Tuesday, 24 September 2013

Mirror formation

Pete Wells took this photo on his way back from Italy on the weekend.

The Spitfire is owned and flown by Peter Teichman. The only flying Mark XI in the world.

Great photo Pete!

Sunday, 22 September 2013

Week 110 - Fuel Selector

Hours to date: 1124.0

The access panels on the lower fuse are now finished.

Both came out very well - practise makes perfect (well an improvement on last time anyway).

The airstream passing by should hardly know they are there.

Onto the fuel selector.

No expense spared here - top of the range Andair (Made in England). A beautiful piece of kit - and so it should be for £276.

I also bought a check valve from them (a one way valve) - and that was a whopping £62.40. This will be used in the return line for the fuel system.

I've located the fuel selector in roughly the same area as Pete does. 

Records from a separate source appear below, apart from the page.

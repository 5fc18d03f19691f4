//! Task handler trait and resolved arguments.

use std::future::Future;

use async_trait::async_trait;
use serde::de::DeserializeOwned;
use serde_json::Value;

use crate::failure::Failure;
use crate::task::ExternalTask;

/// A resolved handler argument.
#[derive(Debug, Clone, PartialEq)]
pub enum Argument {
    /// The task itself, for task bindings.
    Task(ExternalTask),
    /// A variable value; `None` when the variable was absent.
    Value(Option<Value>),
}

/// Ordered arguments passed to a handler, one per parameter binding.
#[derive(Debug, Clone, PartialEq, Default)]
pub struct Args(Vec<Argument>);

impl Args {
    /// Wrap resolved arguments.
    pub fn new(arguments: Vec<Argument>) -> Self {
        Self(arguments)
    }

    /// Number of arguments.
    pub fn len(&self) -> usize {
        self.0.len()
    }

    /// Returns `true` if there are no arguments.
    pub fn is_empty(&self) -> bool {
        self.0.is_empty()
    }

    /// Borrow an argument by position.
    pub fn argument(&self, index: usize) -> Option<&Argument> {
        self.0.get(index)
    }

    /// The task bound at `index`, if that binding is a task binding.
    pub fn task(&self, index: usize) -> Option<&ExternalTask> {
        match self.0.get(index) {
            Some(Argument::Task(task)) => Some(task),
            _ => None,
        }
    }

    /// The raw value bound at `index`. `None` for absent values and task bindings.
    pub fn value(&self, index: usize) -> Option<&Value> {
        match self.0.get(index) {
            Some(Argument::Value(value)) => value.as_ref(),
            _ => None,
        }
    }

    /// Deserialize the value bound at `index`.
    ///
    /// Returns `Ok(None)` for an absent value. A value that does not
    /// deserialize into `T` fails with a `SerializationError` failure.
    pub fn get<T: DeserializeOwned>(&self, index: usize) -> Result<Option<T>, Failure> {
        match self.0.get(index) {
            Some(Argument::Value(Some(value))) => Ok(Some(serde_json::from_value(value.clone())?)),
            Some(Argument::Value(None)) => Ok(None),
            Some(Argument::Task(_)) => Err(Failure::new(
                "IllegalArgument",
                format!("argument {index} is bound to the task, not a variable"),
            )),
            None => Err(Failure::new(
                "IllegalArgument",
                format!("argument {index} out of range for {} arguments", self.0.len()),
            )),
        }
    }

    /// Like [`get`](Self::get), but an absent value is a failure.
    pub fn require<T: DeserializeOwned>(&self, index: usize) -> Result<T, Failure> {
        self.get(index)?.ok_or_else(|| {
            Failure::new("IllegalArgument", format!("argument {index} has no value"))
        })
    }

    /// Iterate over the arguments in order.
    pub fn iter(&self) -> impl Iterator<Item = &Argument> {
        self.0.iter()
    }
}

/// Function invoked for tasks of one topic.
///
/// Handlers receive their arguments already resolved and coerced according
/// to the descriptor's parameter bindings, in declaration order.
///
/// # Results
///
/// | Result | Meaning |
/// |--------|---------|
/// | `Ok(Some(value))` | Success; `value` is published per the result policy |
/// | `Ok(None)` | Success with no value; the result policy's null policy applies |
/// | `Err(failure)` | Classified into a business error or a technical failure |
///
/// # Example
///
/// ```ignore
/// struct ChargeCard { gateway: Gateway }
///
/// #[async_trait]
/// impl TaskHandler for ChargeCard {
///     fn arity(&self) -> usize { 2 }
///
///     async fn handle(&self, args: Args) -> Result<Option<Value>, Failure> {
///         let amount: f64 = args.require(0)?;
///         let currency: String = args.require(1)?;
///         let receipt = self.gateway.charge(amount, &currency).await?;
///         Ok(Some(serde_json::to_value(receipt)?))
///     }
/// }
/// ```
#[async_trait]
pub trait TaskHandler: Send + Sync + 'static {
    /// Number of arguments this handler takes.
    fn arity(&self) -> usize;

    /// Run the handler.
    async fn handle(&self, args: Args) -> Result<Option<Value>, Failure>;
}

/// A [`TaskHandler`] backed by an async closure. Created by [`handler_fn`].
pub struct HandlerFn<F> {
    arity: usize,
    f: F,
}

/// Build a handler from an async closure taking [`Args`].
///
/// ```
/// use extask::{Args, Failure, handler_fn};
/// use serde_json::{Value, json};
///
/// let greet = handler_fn(1, |args: Args| async move {
///     let name: String = args.require(0)?;
///     Ok::<_, Failure>(Some(json!(format!("hello {name}"))))
/// });
/// # let _ = greet;
/// ```
pub fn handler_fn<F, Fut>(arity: usize, f: F) -> HandlerFn<F>
where
    F: Fn(Args) -> Fut + Send + Sync + 'static,
    Fut: Future<Output = Result<Option<Value>, Failure>> + Send + 'static,
{
    HandlerFn { arity, f }
}

#[async_trait]
impl<F, Fut> TaskHandler for HandlerFn<F>
where
    F: Fn(Args) -> Fut + Send + Sync + 'static,
    Fut: Future<Output = Result<Option<Value>, Failure>> + Send + 'static,
{
    fn arity(&self) -> usize {
        self.arity
    }

    async fn handle(&self, args: Args) -> Result<Option<Value>, Failure> {
        (self.f)(args).await
    }
}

The French Twister has the fuel selector on the right-hand side of the cockpit area. This is a no-go for me as my oil cooler occupies that space. Also I will have a side pocket in that area - plus I don't like all the extra plumbing that is involved just to have the fuel selector in that place.

I've had to move my location forward from where Pete puts his due to the fact he has retractable gear and I have fixed gear. The fixed gear runs right across where he puts his fuel selector.

I've gone as close to the gear as I dare. The selector is easy for me to reach in the cockpit - although I will have to slacken off my shoulder straps to do so. No bad thing in my mind as changing the fuel should not be a duty taken lightly by the pilot.

The tricky part of installing this selector is that it is a flat plate but I am installing into an area which is all compound curves.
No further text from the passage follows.